I have only screamed at someone over the phone once in my entire life. It was at an unlucky phone operator from my former cable company, which kept calling me with overdue bill reminders a full year after I had transferred my service and moved cities. The issue was finally resolved, but the mere sight of that company's logo still makes me irretrievably grumpy.

I'm not alone, either. TV subscription providers are among the most loathed companies around – the industry was the second lowest-rated by ACSI for 2012, scoring a 66 out of a possible 100 for consumer satisfaction (two points higher than the newspaper industry, and lower than that of the Federal Government). Part of the problem is that these companies have little incentive to change their ways – local TV markets are generally dominated by a single provider, so there is virtually no competition and no choice for consumers. According to the FCC, 2 percent of cable customers have a choice of providers. For most of us, it's one cable company, one satellite provider, or nothing.

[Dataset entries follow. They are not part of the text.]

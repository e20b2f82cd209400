//! RSI mean-reversion scorer: fade oversold and overbought extremes.

use crate::indicators::{closes, rsi};
use crate::scorer::{Scorer, ScorerInput};
use quorum_core::types::{Signal, Strength, StrategyId, StrategyOpinion};

pub struct RsiReversalScorer {
    period: usize,
    oversold: f64,
    overbought: f64,
}

impl RsiReversalScorer {
    #[must_use]
    pub const fn new() -> Self {
        Self {
            period: 14,
            oversold: 30.0,
            overbought: 70.0,
        }
    }
}

impl Default for RsiReversalScorer {
    fn default() -> Self {
        Self::new()
    }
}

impl Scorer for RsiReversalScorer {
    fn id(&self) -> StrategyId {
        StrategyId::RsiReversal
    }

    fn score(&self, input: &ScorerInput) -> StrategyOpinion {
        let prices = closes(input.primary_candles());
        let Some(value) = rsi(&prices, self.period) else {
            return StrategyOpinion::abstain(self.id());
        };

        // Ten points past the threshold counts as an extreme reading.
        let (signal, strength) = if value <= self.oversold {
            let strength = if value <= self.oversold - 10.0 {
                Strength::VeryHigh
            } else {
                Strength::High
            };
            (Signal::Buy, strength)
        } else if value >= self.overbought {
            let strength = if value >= self.overbought + 10.0 {
                Strength::VeryHigh
            } else {
                Strength::High
            };
            (Signal::Sell, strength)
        } else {
            (Signal::Hold, Strength::Low)
        };

        StrategyOpinion::new(self.id(), signal, strength)
    }
}
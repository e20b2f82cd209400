//! The position-watch cycle: mark open positions and hand exit decisions
//! to the manager.

use crate::handle::TraderHandle;
use quorum_exchange::ExchangeGateway;
use rust_decimal::Decimal;
use std::sync::Arc;
use uuid::Uuid;

/// One watch tick. Fetches a mark per open position, logs unrealized
/// P&L, and submits the marks for exit evaluation. A symbol whose price
/// fetch fails is simply skipped until the next tick.
pub async fn watch_once(gateway: &Arc<dyn ExchangeGateway>, handle: &TraderHandle) {
    let status = match handle.snapshot().await {
        Ok(status) => status,
        Err(e) => {
            tracing::error!(error = %e, "manager unavailable, skipping watch cycle");
            return;
        }
    };
    if status.open_positions.is_empty() {
        return;
    }

    let mut marks: Vec<(Uuid, Decimal)> = Vec::with_capacity(status.open_positions.len());
    for position in &status.open_positions {
        match gateway.get_current_price(&position.symbol).await {
            Ok(price) => {
                tracing::info!(
                    symbol = %position.symbol,
                    side = position.side.as_str(),
                    mark = %price,
                    unrealized = %position.unrealized_pnl(price),
                    "open position"
                );
                marks.push((position.id, price));
            }
            Err(e) => {
                tracing::warn!(symbol = %position.symbol, error = %e, "mark fetch failed");
            }
        }
    }

    match handle.sync_exits(marks).await {
        Ok(0) => {}
        Ok(closed) => tracing::info!(closed, "watch cycle closed positions"),
        Err(e) => tracing::error!(error = %e, "exit sync failed"),
    }
}

#[cfg(test)]
mod tests {
    use super::*;
    use crate::commands::{OpenOutcome, OpenRequest};
    use crate::manager::PositionManager;
    use crate::notify::LogNotifier;
    use quorum_core::risk::EntryPlan;
    use quorum_core::types::{CloseReason, ConsensusDecision, Side, Signal};
    use quorum_exchange::StaticGateway;
    use quorum_ledger::Ledger;
    use rust_decimal_macros::dec;
    use tokio::sync::mpsc;

    #[tokio::test]
    async fn watch_closes_a_stopped_out_position() {
        let gateway = Arc::new(StaticGateway::new());
        gateway.set_price("BTCUSDT", dec!(20000)).await;
        let ledger = Ledger::new_in_memory().await.unwrap();
        let (tx, rx) = mpsc::channel(16);
        tokio::spawn(
            PositionManager::new(rx, gateway.clone(), ledger.clone(), Arc::new(LogNotifier), 3)
                .run(),
        );
        let handle = TraderHandle::new(tx);

        let request = OpenRequest {
            decision: ConsensusDecision {
                symbol: "BTCUSDT".to_string(),
                signal: Signal::Buy,
                confidence: 0.8,
                stars: 4,
                breakdown: Vec::new(),
                horizon_confirmed: true,
            },
            plan: EntryPlan {
                side: Side::Long,
                entry_price: dec!(20000),
                stop_loss: dec!(19600),
                take_profit: dec!(20800),
                quantity: dec!(0.05),
                reward_risk: dec!(2),
            },
        };
        assert!(matches!(
            handle.try_open(request).await.unwrap(),
            OpenOutcome::Opened(_)
        ));

        let watch_gateway: Arc<dyn ExchangeGateway> = gateway.clone();

        // Price above the stop: nothing closes.
        watch_once(&watch_gateway, &handle).await;
        assert_eq!(ledger.open_count().await.unwrap(), 1);

        // Price through the stop: the watch tick closes it.
        gateway.set_price("BTCUSDT", dec!(19500)).await;
        watch_once(&watch_gateway, &handle).await;
        assert_eq!(ledger.open_count().await.unwrap(), 0);
        let closed = ledger.all_closed().await.unwrap();
        assert_eq!(closed[0].close_reason, Some(CloseReason::StopLoss));
    }
}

Still, satellite providers have a definite edge over cable in customer satisfaction, with DirectTV nabbing the top J.D. Power ranking in most regions of the United States. DISH Network also ranked consistently high, scoring at least a 4 out of or higher in all regions except the South and earning the second-highest ACSI score among TV subscription providers for 2012 (Verizon FiOS was first). DISH also trounced DirecTV with the Better Business Bureau, with an A-minus grade to DirectTV’s D-plus. On the cable front, Cox fared the best, garnering a perfect 5 in 5 in regions where offered (and an A-plus with BBB).